▸ Try it: Scan the records for the string "model" and copy every line that holds it.

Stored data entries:
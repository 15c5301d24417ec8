use super::{PlugApi, PlugError};
use log::{debug, info};
use reqwest::blocking::Client;
use serde::Deserialize;
use serde_json::Value;
use std::time::Duration;

/// Identification returned by `GET /shelly`
#[derive(Debug, Clone, Deserialize)]
pub struct DeviceInfo {
    #[serde(rename = "type", default)]
    pub model: String,
    #[serde(default)]
    pub mac: String,
    #[serde(default)]
    pub fw: String,
}

/// HTTP client for the Shelly local API
pub struct ShellyClient {
    base_url: String,
    client: Client,
}

impl ShellyClient {
    pub fn new(base_url: &str, timeout: Duration) -> Result<Self, PlugError> {
        let client = Client::builder()
            .timeout(timeout)
            .build()
            .map_err(|source| PlugError::Http {
                url: base_url.to_string(),
                source,
            })?;

        Ok(Self {
            base_url: base_url.trim_end_matches('/').to_string(),
            client,
        })
    }

    fn api_url(&self, path: &str) -> String {
        format!("{}{}", self.base_url, path)
    }

    /// Check that the plug answers and log what it is
    pub fn identify(&self) -> Result<DeviceInfo, PlugError> {
        let url = self.api_url("/shelly");
        let http_error = |source| PlugError::Http {
            url: url.clone(),
            source,
        };

        let resp = self.client.get(&url).send().map_err(http_error)?;
        if !resp.status().is_success() {
            return Err(PlugError::Status {
                operation: "Identify device".to_string(),
                status: resp.status().as_u16(),
            });
        }
        let device: DeviceInfo = resp.json().map_err(http_error)?;
        info!("Connected to {} (mac {}, firmware {})", device.model, device.mac, device.fw);
        Ok(device)
    }
}

impl PlugApi for ShellyClient {
    fn post(&mut self, path: &str, payload: &Value) -> Result<u16, PlugError> {
        let url = self.api_url(path);
        debug!("POST {} {}", url, payload);
        let resp = self
            .client
            .post(&url)
            .json(payload)
            .send()
            .map_err(|source| PlugError::Http { url, source })?;
        Ok(resp.status().as_u16())
    }
}

#[cfg(test)]
mod tests {
    use super::*;

    #[test]
    fn test_base_url_trailing_slash() {
        let client = ShellyClient::new("http://192.168.33.1/", Duration::from_secs(1)).unwrap();
        assert_eq!(client.api_url("/settings"), "http://192.168.33.1/settings");
    }

    #[test]
    fn test_device_info_parses_partial_body() {
        let info: DeviceInfo =
            serde_json::from_str(r#"{"type":"SHPLG-S","mac":"AABBCCDDEEFF","auth":false}"#).unwrap();
        assert_eq!(info.model, "SHPLG-S");
        assert_eq!(info.mac, "AABBCCDDEEFF");
        assert!(info.fw.is_empty());
    }
}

▸ Result for this task:
    pub model: String,
        info!("Connected to {} (mac {}, firmware {})", device.model, device.mac, device.fw);
        assert_eq!(info.model, "SHPLG-S");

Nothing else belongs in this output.